Una cosita que deberíamos tener clara, amigas feministas: El origen de «coñazo»

No es cien por cien seguro que «coñazo» derive de «coño» y por tanto sea una injusticia que «cojonudo» tenga connotaciones negativas mientras que la referencia al órgano sexual femenino sea negativo. En realidad, parece ser que el origen es incierto.

Una posibilidad es que venga de «coña», lo cual, según el diccionario de la RAE, en el lenguaje coloquial es una cosa molesta. Y recordemos que esta palabra no siempre tiene connotaciones negativas («me va de coña»), al igual que no todo lo relacionado con las gónadas masculinas sea siempre bueno («el x de los cojones», «cojonero»…).

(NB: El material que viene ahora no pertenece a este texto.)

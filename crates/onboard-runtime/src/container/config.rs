//! # Onboard Configuration
//!
//! Defaults, then an optional TOML file, then `AO_*` environment overrides.
//! Validation happens once, after all layers are applied.

use ao_01_metadata_address::{AddressKind, SpecReference};
use ao_04_scope_graph::{AssetClass, SpecPublication, SpecificationDefaults};
use serde::{Deserialize, Serialize};
use shared_crypto::Secp256k1PublicKey;
use shared_types::{ErrorCode, HasErrorCode};
use std::path::Path;
use std::time::Duration;
use thiserror::Error;
use uuid::Uuid;

/// Default object store endpoint.
pub const DEFAULT_OBJECT_STORE_URL: &str = "http://localhost:8081";
/// Default object store timeout.
pub const DEFAULT_OBJECT_STORE_TIMEOUT_MS: u64 = 30_000;
/// Default contract specification id.
pub const DEFAULT_CONTRACT_SPEC_ID: &str = "18573cf8-ddb9-491e-a4cb-bf2176160a63";
/// Default scope specification id.
pub const DEFAULT_SCOPE_SPEC_ID: &str = "997e8228-c37f-4668-9a66-6cfb3b2a23cd";
/// Default specification registry timeout.
pub const DEFAULT_REGISTRY_TIMEOUT_MS: u64 = 60_000;
/// Default chain id.
pub const DEFAULT_CHAIN_ID: &str = "chain-local";
/// Default bulk concurrency.
pub const DEFAULT_BULK_CONCURRENCY: usize = 4;
/// Object store url selecting the in-process store.
pub const MEMORY_OBJECT_STORE_URL: &str = "memory://";

/// Configuration errors.
#[derive(Debug, Clone, PartialEq, Eq, Error)]
pub enum ConfigError {
    /// Config file could not be read.
    #[error("Failed to read config file {path}: {reason}")]
    Io {
        /// File path
        path: String,
        /// OS error text
        reason: String,
    },

    /// Config file is not valid TOML for this schema.
    #[error("Failed to parse config: {0}")]
    Parse(String),

    /// An environment override did not parse.
    #[error("Invalid value for {var}: {reason}")]
    Env {
        /// Variable name
        var: &'static str,
        /// Parse error text
        reason: String,
    },

    /// A field holds an unusable value.
    #[error("Invalid configuration: {0}")]
    Invalid(String),
}

impl HasErrorCode for ConfigError {
    fn code(&self) -> ErrorCode {
        ErrorCode::Configuration
    }
}

/// Complete onboarding configuration.
#[derive(Debug, Clone, Default, PartialEq, Eq, Serialize, Deserialize)]
#[serde(default)]
pub struct OnboardConfig {
    /// Object store connection.
    pub object_store: ObjectStoreConfig,
    /// Specification registry connection.
    pub registry: RegistryConfig,
    /// Ledger identity.
    pub ledger: LedgerConfig,
    /// Default specifications.
    pub asset_spec: AssetSpecConfig,
    /// Service keys.
    pub service_keys: ServiceKeysConfig,
    /// Bulk onboarding.
    pub bulk: BulkConfig,
}

/// Object store connection.
#[derive(Debug, Clone, PartialEq, Eq, Serialize, Deserialize)]
#[serde(default)]
pub struct ObjectStoreConfig {
    /// Endpoint, or `memory://` for the in-process store.
    pub url: String,
    /// Per-call timeout in milliseconds.
    pub timeout_ms: u64,
}

impl Default for ObjectStoreConfig {
    fn default() -> Self {
        Self {
            url: DEFAULT_OBJECT_STORE_URL.to_string(),
            timeout_ms: DEFAULT_OBJECT_STORE_TIMEOUT_MS,
        }
    }
}

impl ObjectStoreConfig {
    /// Per-call timeout.
    pub fn timeout(&self) -> Duration {
        Duration::from_millis(self.timeout_ms)
    }

    /// Whether the in-process store is selected.
    pub fn is_memory(&self) -> bool {
        self.url.starts_with("memory:")
    }
}

/// Specification registry connection.
#[derive(Debug, Clone, PartialEq, Eq, Serialize, Deserialize)]
#[serde(default)]
pub struct RegistryConfig {
    /// Per-call timeout in milliseconds.
    pub timeout_ms: u64,
}

impl Default for RegistryConfig {
    fn default() -> Self {
        Self {
            timeout_ms: DEFAULT_REGISTRY_TIMEOUT_MS,
        }
    }
}

impl RegistryConfig {
    /// Per-call timeout.
    pub fn timeout(&self) -> Duration {
        Duration::from_millis(self.timeout_ms)
    }
}

/// Ledger identity.
#[derive(Debug, Clone, PartialEq, Eq, Serialize, Deserialize)]
#[serde(default)]
pub struct LedgerConfig {
    /// Chain id.
    pub chain_id: String,
    /// Mainnet (true) or testnet (false).
    pub mainnet: bool,
}

impl Default for LedgerConfig {
    fn default() -> Self {
        Self {
            chain_id: DEFAULT_CHAIN_ID.to_string(),
            mainnet: false,
        }
    }
}

/// Default specifications.
#[derive(Debug, Clone, PartialEq, Eq, Serialize, Deserialize)]
#[serde(default)]
pub struct AssetSpecConfig {
    /// Default contract specification, as a UUID or a bech32 address.
    /// Empty selects the built-in id.
    pub contract_spec_id: String,
    /// Default scope specification, as a UUID or a bech32 address.
    /// Empty selects the built-in id.
    pub scope_spec_id: String,
    /// Asset class shaping records and published specifications.
    pub asset_class: AssetClass,
    /// Publish the default specifications with every new scope.
    pub publish_specs: bool,
    /// Classifiers governed by the default scope specification.
    pub classifiers: Vec<String>,
}

impl Default for AssetSpecConfig {
    fn default() -> Self {
        Self {
            contract_spec_id: DEFAULT_CONTRACT_SPEC_ID.to_string(),
            scope_spec_id: DEFAULT_SCOPE_SPEC_ID.to_string(),
            asset_class: AssetClass::default(),
            publish_specs: false,
            classifiers: Vec::new(),
        }
    }
}

impl AssetSpecConfig {
    /// Parsed default specification ids.
    pub fn defaults(&self) -> Result<SpecificationDefaults, ConfigError> {
        Ok(SpecificationDefaults {
            contract_spec_id: spec_id(
                "contract_spec_id",
                &self.contract_spec_id,
                AddressKind::ContractSpecification,
                DEFAULT_CONTRACT_SPEC_ID,
            )?,
            scope_spec_id: spec_id(
                "scope_spec_id",
                &self.scope_spec_id,
                AddressKind::ScopeSpecification,
                DEFAULT_SCOPE_SPEC_ID,
            )?,
        })
    }

    /// Publication policy.
    pub fn publication(&self) -> SpecPublication {
        if self.publish_specs {
            SpecPublication::PublishDefaults
        } else {
            SpecPublication::ReferenceExisting
        }
    }
}

fn spec_id(
    field: &str,
    value: &str,
    kind: AddressKind,
    default_id: &str,
) -> Result<Uuid, ConfigError> {
    let invalid = |reason: String| ConfigError::Invalid(format!("asset_spec.{field}: {reason}"));
    let reference = match value.trim() {
        "" => None,
        value => Some(SpecReference::parse(value).map_err(|e| invalid(e.to_string()))?),
    };
    let default_id = Uuid::parse_str(default_id).map_err(|e| invalid(e.to_string()))?;
    let address = SpecReference::resolve_or_default(reference.as_ref(), kind, default_id)
        .map_err(|e| invalid(e.to_string()))?;
    Ok(address.primary_uuid())
}

/// Service keys.
#[derive(Debug, Clone, Default, PartialEq, Eq, Serialize, Deserialize)]
#[serde(default)]
pub struct ServiceKeysConfig {
    /// Asset manager encryption key (compressed SEC1 hex).
    pub asset_manager_public_key: Option<String>,
    /// Asset manager account address.
    pub asset_manager_address: Option<String>,
    /// Signing key (hex) used by the command line for retrieval.
    pub signing_key: Option<String>,
}

/// Asset manager granted read access when requested.
#[derive(Debug, Clone, PartialEq, Eq)]
pub struct AssetManager {
    /// Encryption key.
    pub public_key: Secp256k1PublicKey,
    /// Account address.
    pub address: String,
}

impl ServiceKeysConfig {
    /// Parsed asset manager, if both halves are configured.
    pub fn asset_manager(&self) -> Result<Option<AssetManager>, ConfigError> {
        match (&self.asset_manager_public_key, &self.asset_manager_address) {
            (None, None) => Ok(None),
            (Some(key), Some(address)) => {
                let public_key = Secp256k1PublicKey::from_hex(key).map_err(|e| {
                    ConfigError::Invalid(format!("service_keys.asset_manager_public_key: {e}"))
                })?;
                if address.trim().is_empty() {
                    return Err(ConfigError::Invalid(
                        "service_keys.asset_manager_address is empty".to_string(),
                    ));
                }
                Ok(Some(AssetManager {
                    public_key,
                    address: address.trim().to_string(),
                }))
            }
            _ => Err(ConfigError::Invalid(
                "asset manager needs both a public key and an address".to_string(),
            )),
        }
    }
}

/// Bulk onboarding.
#[derive(Debug, Clone, PartialEq, Eq, Serialize, Deserialize)]
#[serde(default)]
pub struct BulkConfig {
    /// Assets stored concurrently.
    pub concurrency: usize,
}

impl Default for BulkConfig {
    fn default() -> Self {
        Self {
            concurrency: DEFAULT_BULK_CONCURRENCY,
        }
    }
}

impl OnboardConfig {
    /// Parse a TOML document.
    pub fn from_toml_str(s: &str) -> Result<Self, ConfigError> {
        toml::from_str(s).map_err(|e| ConfigError::Parse(e.to_string()))
    }

    /// Read a TOML file.
    pub fn from_file(path: &Path) -> Result<Self, ConfigError> {
        let content = std::fs::read_to_string(path).map_err(|e| ConfigError::Io {
            path: path.display().to_string(),
            reason: e.to_string(),
        })?;
        Self::from_toml_str(&content)
    }

    /// Full load: optional file, process environment, validation.
    pub fn load(path: Option<&Path>) -> Result<Self, ConfigError> {
        let mut config = match path {
            Some(path) => Self::from_file(path)?,
            None => Self::default(),
        };
        config.apply_env(|key| std::env::var(key).ok())?;
        config.validate()?;
        Ok(config)
    }

    /// Apply `AO_*` overrides from `lookup`.
    pub fn apply_env<F>(&mut self, lookup: F) -> Result<(), ConfigError>
    where
        F: Fn(&str) -> Option<String>,
    {
        fn parse<T: std::str::FromStr>(var: &'static str, value: &str) -> Result<T, ConfigError>
        where
            T::Err: std::fmt::Display,
        {
            value.trim().parse().map_err(|e: T::Err| ConfigError::Env {
                var,
                reason: e.to_string(),
            })
        }

        if let Some(v) = lookup("AO_OBJECT_STORE_URL") {
            self.object_store.url = v;
        }
        if let Some(v) = lookup("AO_OBJECT_STORE_TIMEOUT_MS") {
            self.object_store.timeout_ms = parse("AO_OBJECT_STORE_TIMEOUT_MS", &v)?;
        }
        if let Some(v) = lookup("AO_REGISTRY_TIMEOUT_MS") {
            self.registry.timeout_ms = parse("AO_REGISTRY_TIMEOUT_MS", &v)?;
        }
        if let Some(v) = lookup("AO_CHAIN_ID") {
            self.ledger.chain_id = v;
        }
        if let Some(v) = lookup("AO_MAINNET") {
            self.ledger.mainnet = parse("AO_MAINNET", &v)?;
        }
        if let Some(v) = lookup("AO_CONTRACT_SPEC_ID") {
            self.asset_spec.contract_spec_id = v;
        }
        if let Some(v) = lookup("AO_SCOPE_SPEC_ID") {
            self.asset_spec.scope_spec_id = v;
        }
        if let Some(v) = lookup("AO_ASSET_CLASS") {
            self.asset_spec.asset_class = parse("AO_ASSET_CLASS", &v)?;
        }
        if let Some(v) = lookup("AO_PUBLISH_SPECS") {
            self.asset_spec.publish_specs = parse("AO_PUBLISH_SPECS", &v)?;
        }
        if let Some(v) = lookup("AO_ASSET_MANAGER_PUBLIC_KEY") {
            self.service_keys.asset_manager_public_key = Some(v);
        }
        if let Some(v) = lookup("AO_ASSET_MANAGER_ADDRESS") {
            self.service_keys.asset_manager_address = Some(v);
        }
        if let Some(v) = lookup("AO_SIGNING_KEY") {
            self.service_keys.signing_key = Some(v);
        }
        if let Some(v) = lookup("AO_BULK_CONCURRENCY") {
            self.bulk.concurrency = parse("AO_BULK_CONCURRENCY", &v)?;
        }
        Ok(())
    }

    /// Reject values no component can work with.
    pub fn validate(&self) -> Result<(), ConfigError> {
        if self.object_store.url.trim().is_empty() {
            return Err(ConfigError::Invalid("object_store.url is empty".to_string()));
        }
        if self.object_store.timeout_ms == 0 {
            return Err(ConfigError::Invalid(
                "object_store.timeout_ms must be positive".to_string(),
            ));
        }
        if self.registry.timeout_ms == 0 {
            return Err(ConfigError::Invalid(
                "registry.timeout_ms must be positive".to_string(),
            ));
        }
        if self.bulk.concurrency == 0 {
            return Err(ConfigError::Invalid(
                "bulk.concurrency must be positive".to_string(),
            ));
        }
        self.asset_spec.defaults()?;
        self.service_keys.asset_manager()?;
        Ok(())
    }

    /// One `key = value` line per field, secrets masked.
    pub fn log_lines(&self) -> Vec<String> {
        fn optional(value: &Option<String>) -> String {
            value.as_deref().unwrap_or("<unset>").to_string()
        }

        vec![
            format!("object_store.url = {}", self.object_store.url),
            format!("object_store.timeout_ms = {}", self.object_store.timeout_ms),
            format!("registry.timeout_ms = {}", self.registry.timeout_ms),
            format!("ledger.chain_id = {}", self.ledger.chain_id),
            format!("ledger.mainnet = {}", self.ledger.mainnet),
            format!("asset_spec.contract_spec_id = {}", self.asset_spec.contract_spec_id),
            format!("asset_spec.scope_spec_id = {}", self.asset_spec.scope_spec_id),
            format!("asset_spec.asset_class = {}", self.asset_spec.asset_class),
            format!("asset_spec.publish_specs = {}", self.asset_spec.publish_specs),
            format!("asset_spec.classifiers = [{}]", self.asset_spec.classifiers.join(", ")),
            format!(
                "service_keys.asset_manager_public_key = {}",
                optional(&self.service_keys.asset_manager_public_key)
            ),
            format!(
                "service_keys.asset_manager_address = {}",
                optional(&self.service_keys.asset_manager_address)
            ),
            format!(
                "service_keys.signing_key = {}",
                if self.service_keys.signing_key.is_some() {
                    "****"
                } else {
                    "<unset>"
                }
            ),
            format!("bulk.concurrency = {}", self.bulk.concurrency),
        ]
    }
}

Otra posibilidad es que venga del latín «conatus», que, con estas transformaciones que han sufrido muchas palabras hasta llegar a nuestro día, se haya transformado en «coñazo». De esta palabra también viene «enconar», entre cuyas acepciones se encuentra “irritar, exasperar el ánimo de alguien”.

También (y esta es una historia loquísima, pero la lengua tiene muchas así) parece ser que en los años 10 un director de cine llamado Armando Flores estrenó una película cuyo argumento es ni más ni menos que un par de exploradores que encuentra una vulva gigante y se adentran en ella. A pesar de que el argumento podría interesar a más de uno, la cinta resultó ser tal bodrio que la expresión «coñazo» (coño grande) se quedó como sinónimo de algo insufriblemente aburrido. Por cierto, que después de tal fracaso he leído que el señor Flores abandonó el cine.

Antes de clamar machismo es interesante echarle un ojo a la etimología.

Por cierto, que esta investigación ha sido tan interesante que creo que voy a abrir una nueva sección dedicada al lenguaje.